▶ _What is being asked_: Repeat the records below word for word, but start at the line that contains "fn run_style<H: EditorHost", stop after the last line, and include nothing else.
Segment Start: Supplied records
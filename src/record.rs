//! Schema-less data records.
//!
//! A [`Record`] is one item of a dataset: a mapping from field name to a
//! [`FieldValue`]. Records have no fixed schema; fields are looked up by name
//! at search and render time, and a missing field is simply `None`.
//!
//! # Examples
//!
//! ```rust
//! use datalist_widgets::record::{FieldValue, Record};
//!
//! let record = Record::new()
//!     .with("name", "Widget")
//!     .with("price", 12)
//!     .with("discontinued", FieldValue::Null);
//!
//! assert_eq!(record.text("name").as_deref(), Some("Widget"));
//! assert_eq!(record.text("price").as_deref(), Some("12"));
//! assert_eq!(record.text("discontinued"), None);
//! assert_eq!(record.text("missing"), None);
//! ```

use serde::Serialize;
use serde_json::{Map, Number, Value};
use std::collections::BTreeMap;
use std::fmt;

/// The value of a single record field.
#[derive(Debug, Clone, PartialEq, Eq, Serialize)]
#[serde(untagged)]
pub enum FieldValue {
    /// A string value. Booleans and nested JSON are stored here as text.
    Text(String),
    /// A JSON number, kept in its original representation.
    Number(Number),
    /// An explicit null.
    Null,
}

impl FieldValue {
    /// Returns true for [`FieldValue::Null`].
    pub fn is_null(&self) -> bool {
        matches!(self, FieldValue::Null)
    }

    /// Converts a JSON value into a field value.
    ///
    /// Strings, numbers and null map directly. Booleans become the text
    /// `"true"`/`"false"`; arrays and objects become their compact JSON text.
    pub fn from_json(value: Value) -> Self {
        match value {
            Value::Null => FieldValue::Null,
            Value::String(s) => FieldValue::Text(s),
            Value::Number(n) => FieldValue::Number(n),
            Value::Bool(b) => FieldValue::Text(b.to_string()),
            other => FieldValue::Text(other.to_string()),
        }
    }
}

impl fmt::Display for FieldValue {
    fn fmt(&self, f: &mut fmt::Formatter<'_>) -> fmt::Result {
        match self {
            FieldValue::Text(s) => f.write_str(s),
            FieldValue::Number(n) => match n.as_f64() {
                // Integral floats read like integers: `1.0` shows as `1`.
                Some(x) if n.is_f64() && x.fract() == 0.0 && x.abs() < 9.007_199_254_740_992e15 => {
                    write!(f, "{}", x as i64)
                }
                _ => write!(f, "{}", n),
            },
            FieldValue::Null => Ok(()),
        }
    }
}

impl From<&str> for FieldValue {
    fn from(value: &str) -> Self {
        FieldValue::Text(value.to_string())
    }
}

impl From<String> for FieldValue {
    fn from(value: String) -> Self {
        FieldValue::Text(value)
    }
}

impl From<i64> for FieldValue {
    fn from(value: i64) -> Self {
        FieldValue::Number(value.into())
    }
}

impl From<i32> for FieldValue {
    fn from(value: i32) -> Self {
        FieldValue::Number(i64::from(value).into())
    }
}

impl From<u64> for FieldValue {
    fn from(value: u64) -> Self {
        FieldValue::Number(value.into())
    }
}

impl From<f64> for FieldValue {
    /// Non-finite floats have no JSON representation and become `Null`.
    fn from(value: f64) -> Self {
        Number::from_f64(value)
            .map(FieldValue::Number)
            .unwrap_or(FieldValue::Null)
    }
}

impl<T: Into<FieldValue>> From<Option<T>> for FieldValue {
    fn from(value: Option<T>) -> Self {
        value.map(Into::into).unwrap_or(FieldValue::Null)
    }
}

/// One schema-less item of a dataset.
#[derive(Debug, Clone, Default, PartialEq, Eq, Serialize)]
#[serde(transparent)]
pub struct Record {
    fields: BTreeMap<String, FieldValue>,
}

impl Record {
    /// Creates an empty record.
    pub fn new() -> Self {
        Self::default()
    }

    /// Sets a field (builder pattern).
    pub fn with(mut self, field: impl Into<String>, value: impl Into<FieldValue>) -> Self {
        self.set(field, value);
        self
    }

    /// Sets a field, replacing any previous value.
    pub fn set(&mut self, field: impl Into<String>, value: impl Into<FieldValue>) {
        self.fields.insert(field.into(), value.into());
    }

    /// Returns the raw value of a field, if present.
    pub fn get(&self, field: &str) -> Option<&FieldValue> {
        self.fields.get(field)
    }

    /// Looks a field up by exact name, falling back to an ASCII
    /// case-insensitive match.
    ///
    /// HTML parsers lower-case attribute names, so a binding written as
    /// `item.firstName` reaches us as `firstname`.
    pub fn get_loose(&self, field: &str) -> Option<&FieldValue> {
        self.fields.get(field).or_else(|| {
            self.fields
                .iter()
                .find(|(name, _)| name.eq_ignore_ascii_case(field))
                .map(|(_, value)| value)
        })
    }

    /// Returns the stringified value of a field.
    ///
    /// Missing fields and `Null` values yield `None`.
    pub fn text(&self, field: &str) -> Option<String> {
        match self.get(field)? {
            FieldValue::Null => None,
            value => Some(value.to_string()),
        }
    }

    /// Iterates over fields in name order.
    pub fn fields(&self) -> impl Iterator<Item = (&str, &FieldValue)> {
        self.fields.iter().map(|(k, v)| (k.as_str(), v))
    }

    /// Number of fields.
    pub fn len(&self) -> usize {
        self.fields.len()
    }

    /// Returns true when the record has no fields.
    pub fn is_empty(&self) -> bool {
        self.fields.is_empty()
    }

    /// Builds a record from a JSON object. Returns `None` for anything else.
    pub fn from_json(value: Value) -> Option<Self> {
        match value {
            Value::Object(map) => Some(Self::from(map)),
            _ => None,
        }
    }
}

impl From<Map<String, Value>> for Record {
    fn from(map: Map<String, Value>) -> Self {
        let fields = map
            .into_iter()
            .map(|(k, v)| (k, FieldValue::from_json(v)))
            .collect();
        Self { fields }
    }
}

impl<K: Into<String>, V: Into<FieldValue>> FromIterator<(K, V)> for Record {
    fn from_iter<T: IntoIterator<Item = (K, V)>>(iter: T) -> Self {
        let fields = iter
            .into_iter()
            .map(|(k, v)| (k.into(), v.into()))
            .collect();
        Self { fields }
    }
}
use std::fmt;
use std::str::FromStr;

use crate::editing::heading::{heading_decrease, heading_increase};
use crate::editing::list::toggle_list;
use crate::editing::style::{InlineStyle, toggle_style};
use crate::editing::{EditBatch, EditError, EditorHost};

/// Commands an editor can bind to keys or menu entries
#[derive(Debug, Clone, Copy, PartialEq, Eq, Hash)]
pub enum Cmd {
    ToggleBold,
    ToggleItalic,
    ToggleUnderline,
    ToggleStrikethrough,
    HeadingIncrease,
    HeadingDecrease,
    ToggleListMarker,
}

impl Cmd {
    pub const ALL: [Cmd; 7] = [
        Cmd::ToggleBold,
        Cmd::ToggleItalic,
        Cmd::ToggleUnderline,
        Cmd::ToggleStrikethrough,
        Cmd::HeadingIncrease,
        Cmd::HeadingDecrease,
        Cmd::ToggleListMarker,
    ];

    pub fn name(&self) -> &'static str {
        match self {
            Cmd::ToggleBold => "toggle-bold",
            Cmd::ToggleItalic => "toggle-italic",
            Cmd::ToggleUnderline => "toggle-underline",
            Cmd::ToggleStrikethrough => "toggle-strikethrough",
            Cmd::HeadingIncrease => "heading-increase",
            Cmd::HeadingDecrease => "heading-decrease",
            Cmd::ToggleListMarker => "toggle-list-marker",
        }
    }
}

impl fmt::Display for Cmd {
    fn fmt(&self, f: &mut fmt::Formatter<'_>) -> fmt::Result {
        f.write_str(self.name())
    }
}

impl FromStr for Cmd {
    type Err = EditError;

    fn from_str(s: &str) -> Result<Self, Self::Err> {
        Cmd::ALL
            .into_iter()
            .find(|cmd| cmd.name() == s)
            .ok_or_else(|| EditError::UnknownCommand(s.to_string()))
    }
}

/// What running a command did to the host
#[derive(Debug, Clone, Copy, PartialEq, Eq)]
pub enum Outcome {
    Applied { edits: usize },
    /// Nothing to edit (no selection, or a no-op such as a caret jump)
    Unchanged,
}

/// Run `cmd` against the host: compute one batch from the current
/// selections, apply it atomically, then restore selections or let the
/// host renumber lists as the command requires
pub fn execute<H: EditorHost + ?Sized>(host: &mut H, cmd: Cmd) -> Result<Outcome, EditError> {
    if host.selections().is_empty() {
        log::debug!("{cmd}: no active selection, skipping");
        return Ok(Outcome::Unchanged);
    }

    match cmd {
        Cmd::ToggleBold => run_style(host, InlineStyle::Bold),
        Cmd::ToggleItalic => run_style(host, InlineStyle::Italic),
        Cmd::ToggleUnderline => run_style(host, InlineStyle::Underline),
        Cmd::ToggleStrikethrough => run_style(host, InlineStyle::Strikethrough),
        Cmd::HeadingIncrease => {
            let batch = heading_increase(&*host)?;
            run_batch(host, &batch)
        }
        Cmd::HeadingDecrease => {
            let batch = heading_decrease(&*host)?;
            run_batch(host, &batch)
        }
        Cmd::ToggleListMarker => {
            let edit = toggle_list(&*host)?;
            let outcome = run_batch(host, &edit.batch)?;
            if outcome != Outcome::Unchanged {
                host.renumber_ordered_lists(&edit.lines);
            }
            Ok(outcome)
        }
    }
}

fn run_style<H: EditorHost + ?Sized>(
    host: &mut H,
    style: InlineStyle,
) -> Result<Outcome, EditError> {
    let edit = toggle_style(&*host, &style.markers())?;
    let outcome = run_batch(host, &edit.batch)?;
    // Caret jumps change selections even when no text changes
    host.set_selections(edit.selections);
    Ok(outcome)
}

fn run_batch<H: EditorHost + ?Sized>(
    host: &mut H,
    batch: &EditBatch,
) -> Result<Outcome, EditError> {
    if batch.is_empty() {
        return Ok(Outcome::Unchanged);
    }
    host.apply(batch)?;
    Ok(Outcome::Applied { edits: batch.len() })
}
Segment End: Supplied records
▶ _Answer space_:
fn run_style<H: EditorHost + ?Sized>(
    host: &mut H,
    style: InlineStyle,
) -> Result<Outcome, EditError> {
    let edit = toggle_style(&*host, &style.markers())?;
    let outcome = run_batch(host, &edit.batch)?;
    // Caret jumps change selections even when no text changes
    host.set_selections(edit.selections);
    Ok(outcome)
}

fn run_batch<H: EditorHost + ?Sized>(
    host: &mut H,
    batch: &EditBatch,
) -> Result<Outcome, EditError> {
    if batch.is_empty() {
        return Ok(Outcome::Unchanged);
    }
    host.apply(batch)?;
    Ok(Outcome::Applied { edits: batch.len() })
}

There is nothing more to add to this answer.